How to complete this task >> Please work out how many lines in the entries below include the string "only", and reply with the number alone.

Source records
================================

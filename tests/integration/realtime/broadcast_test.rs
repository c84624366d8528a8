//! Real-time broadcast integration tests
//!
//! Opens `/realtime` through the router and reads SSE frames as a client
//! would.

use std::time::Duration;

use axum::body::{Body, BodyDataStream};
use axum::http::{Request, StatusCode};
use futures_util::StreamExt;
use pretty_assertions::assert_eq;
use serde_json::{json, Value};
use tokio::time::timeout;
use tower::ServiceExt;

use crate::common::{assert_status, login, TestApp, USER};

/// An open SSE stream
struct EventStream {
    body: BodyDataStream,
}

impl EventStream {
    async fn open(app: &TestApp, query: &str) -> Self {
        let request = Request::builder()
            .uri(format!("/realtime{query}"))
            .body(Body::empty())
            .unwrap();
        let response = app.router.clone().oneshot(request).await.unwrap();
        assert_eq!(response.status(), StatusCode::OK);
        assert_eq!(response.headers()["content-type"], "text/event-stream");
        Self {
            body: response.into_body().into_data_stream(),
        }
    }

    /// Next `(event name, data)` pair, skipping keep-alive comments
    async fn next(&mut self) -> (String, Value) {
        loop {
            let chunk = timeout(Duration::from_secs(2), self.body.next())
                .await
                .expect("event arrives in time")
                .expect("stream is open")
                .expect("chunk reads");
            let text = String::from_utf8(chunk.to_vec()).unwrap();

            let mut name = None;
            let mut data = None;
            for line in text.lines() {
                if let Some(value) = line.strip_prefix("event:") {
                    name = Some(value.trim().to_string());
                } else if let Some(value) = line.strip_prefix("data:") {
                    data = Some(serde_json::from_str(value.trim()).unwrap());
                }
            }
            if let (Some(name), Some(data)) = (name, data) {
                return (name, data);
            }
        }
    }

    /// Assert nothing is delivered for a short while
    async fn assert_quiet(&mut self) {
        let next = timeout(Duration::from_millis(100), self.body.next()).await;
        assert!(next.is_err(), "unexpected frame: {:?}", next);
    }
}

#[tokio::test]
async fn test_first_event_is_connected() {
    let app = TestApp::new().await;
    let mut stream = EventStream::open(&app, "").await;

    let (name, data) = stream.next().await;
    assert_eq!(name, "connected");
    let connection_id: uuid::Uuid = data["connectionId"].as_str().unwrap().parse().unwrap();
    assert_eq!(app.state.bus.connection_count(), 1);
    assert!(app.state.bus.rooms_of(connection_id).is_some());
}

#[tokio::test]
async fn test_contact_lifecycle_is_streamed_in_order() {
    let app = TestApp::new().await;
    let token = login(&app, USER).await;
    let mut stream = EventStream::open(&app, "").await;
    stream.next().await;

    let response = app
        .post(
            "/api/contacts",
            Some(&token),
            json!({ "name": "Al Pine", "phone": "+1 555-0100", "address": "1 Rd" }),
        )
        .await;
    let contact = assert_status(&response, StatusCode::CREATED).clone();
    let id = contact["id"].as_str().unwrap();

    let (name, data) = stream.next().await;
    assert_eq!(name, "contactAdded");
    assert_eq!(data["eventType"], "contactAdded");
    assert_eq!(data["payload"], contact);

    app.post(&format!("/api/contacts/{id}/lock"), Some(&token), json!({})).await;
    let (name, data) = stream.next().await;
    assert_eq!(name, "contactLocked");
    assert_eq!(data["payload"], json!({ "contactId": id, "lockedBy": "user1" }));

    app.put(
        &format!("/api/contacts/{id}"),
        Some(&token),
        json!({ "name": "Al Pine Jr", "phone": "+1 555-0100", "address": "1 Rd" }),
    )
    .await;
    let (name, data) = stream.next().await;
    assert_eq!(name, "contactUpdated");
    assert_eq!(data["payload"]["name"], "Al Pine Jr");
    let (name, _) = stream.next().await;
    assert_eq!(name, "contactUnlocked");

    app.delete(&format!("/api/contacts/{id}"), Some(&token)).await;
    let (name, data) = stream.next().await;
    assert_eq!(name, "contactDeleted");
    assert_eq!(data["payload"], json!({ "contactId": id }));
}

#[tokio::test]
async fn test_type_filter() {
    let app = TestApp::new().await;
    let token = login(&app, USER).await;
    let mut stream = EventStream::open(&app, "?types=contactLocked").await;
    stream.next().await;

    let response = app
        .post(
            "/api/contacts",
            Some(&token),
            json!({ "name": "Al Pine", "phone": "+1 555-0100", "address": "1 Rd" }),
        )
        .await;
    let id = response.body["id"].as_str().unwrap().to_string();
    app.post(&format!("/api/contacts/{id}/lock"), Some(&token), json!({})).await;

    let (name, _) = stream.next().await;
    assert_eq!(name, "contactLocked");
}

#[tokio::test]
async fn test_join_room() {
    let app = TestApp::new().await;
    let mut stream = EventStream::open(&app, "").await;
    let (_, data) = stream.next().await;
    let connection_id = data["connectionId"].as_str().unwrap().to_string();

    let response = app
        .post(
            "/realtime/rooms",
            None,
            json!({ "connectionId": connection_id, "room": "team-a" }),
        )
        .await;
    let body = assert_status(&response, StatusCode::OK);
    assert_eq!(body["room"], "team-a");

    let response = app
        .post(
            "/realtime/rooms",
            None,
            json!({ "connectionId": uuid::Uuid::new_v4(), "room": "team-a" }),
        )
        .await;
    assert_eq!(response.status, StatusCode::NOT_FOUND);

    // Room-addressed events reach members only
    app.state
        .bus
        .emit(contacthub::shared::RealtimeEvent::contact_deleted(uuid::Uuid::new_v4()).in_room("team-b"));
    stream.assert_quiet().await;

    let target = uuid::Uuid::new_v4();
    app.state
        .bus
        .emit(contacthub::shared::RealtimeEvent::contact_deleted(target).in_room("team-a"));
    let (name, data) = stream.next().await;
    assert_eq!(name, "contactDeleted");
    assert_eq!(data["payload"]["contactId"], target.to_string());
}
//! User Administration Service
//!
//! Admin-only account management. The guards run in a fixed order so the
//! caller always sees the first rule the request breaks: input checks, then
//! existence, then the rules about the acting admin and the target account.

use std::sync::Arc;

use serde::{Deserialize, Serialize};
use uuid::Uuid;

use crate::backend::auth::handlers::types::UserResponse;
use crate::backend::auth::users::{hash_password, Role, UserStore};
use crate::backend::contacts::service::ContactService;
use crate::backend::error::{BackendError, StoreError};
use crate::backend::middleware::auth::Principal;
use crate::shared::pagination::{PageRequest, UserPagination};
use crate::shared::validation::validate_credentials;
use crate::shared::SharedError;

/// Users per page when the client does not ask for a size
pub const DEFAULT_USER_PAGE_SIZE: u64 = 10;

/// New account requested by an admin
#[derive(Debug, Clone, Default, Deserialize, Serialize)]
pub struct CreateUserRequest {
    #[serde(default)]
    pub username: String,
    #[serde(default)]
    pub password: String,
    /// `"user"` when absent
    #[serde(default)]
    pub role: Option<String>,
}

/// One page of the user listing
#[derive(Debug, Clone, PartialEq, Eq, Serialize)]
pub struct UserPage {
    pub users: Vec<UserResponse>,
    pub pagination: UserPagination,
}

#[derive(Clone)]
pub struct UserService {
    users: Arc<dyn UserStore>,
    contacts: Arc<ContactService>,
    bcrypt_cost: u32,
}

impl UserService {
    pub fn new(users: Arc<dyn UserStore>, contacts: Arc<ContactService>, bcrypt_cost: u32) -> Self {
        Self {
            users,
            contacts,
            bcrypt_cost,
        }
    }

    /// Newest accounts first
    pub async fn list(&self, page: PageRequest) -> Result<UserPage, BackendError> {
        let total = self.users.count().await?;
        let users = self.users.list(page.skip(), page.limit).await?;
        Ok(UserPage {
            users: users.iter().map(UserResponse::from).collect(),
            pagination: page.paginate(total).into(),
        })
    }

    pub async fn create(&self, request: &CreateUserRequest) -> Result<UserResponse, BackendError> {
        let username = validate_credentials(&request.username, &request.password)?;
        let role = match request.role.as_deref() {
            None => Role::User,
            Some(raw) => parse_role(raw)?,
        };

        let password_hash = hash_password(&request.password, self.bcrypt_cost)?;
        let user = match self.users.create(&username, password_hash, role).await {
            Ok(user) => user,
            Err(StoreError::Duplicate(_)) => {
                return Err(BackendError::conflict("Username already exists"));
            }
            Err(e) => return Err(e.into()),
        };

        tracing::info!("[Users] Created {} ({})", user.username, user.role);
        Ok(UserResponse::from(&user))
    }

    pub async fn update_role(
        &self,
        actor: &Principal,
        id: Uuid,
        role: Option<&str>,
    ) -> Result<UserResponse, BackendError> {
        let role = parse_role(role.unwrap_or_default())?;

        if self.users.find_by_id(id).await?.is_none() {
            return Err(BackendError::not_found("User"));
        }
        if id == actor.user_id {
            return Err(BackendError::forbidden("Cannot change your own role"));
        }

        let user = self
            .users
            .update_role(id, role)
            .await?
            .ok_or_else(|| BackendError::not_found("User"))?;

        tracing::info!("[Users] {} set role of {} to {}", actor.username, user.username, role);
        Ok(UserResponse::from(&user))
    }

    pub async fn delete(&self, actor: &Principal, id: Uuid) -> Result<(), BackendError> {
        let target = self
            .users
            .find_by_id(id)
            .await?
            .ok_or_else(|| BackendError::not_found("User"))?;

        if target.id == actor.user_id {
            return Err(BackendError::forbidden("Cannot delete your own account"));
        }
        if target.is_admin() {
            return Err(BackendError::forbidden("Cannot delete an admin user"));
        }
        if self.contacts.count_created_by(&target.username).await? > 0 {
            return Err(BackendError::forbidden("User has contacts and cannot be deleted"));
        }

        self.users
            .delete_by_id(id)
            .await?
            .ok_or_else(|| BackendError::not_found("User"))?;

        tracing::info!("[Users] {} deleted {}", actor.username, target.username);
        Ok(())
    }
}

fn parse_role(raw: &str) -> Result<Role, BackendError> {
    Role::parse(raw)
        .ok_or_else(|| SharedError::validation("role", "Valid role (user or admin) is required").into())
}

================================

The answer >> 2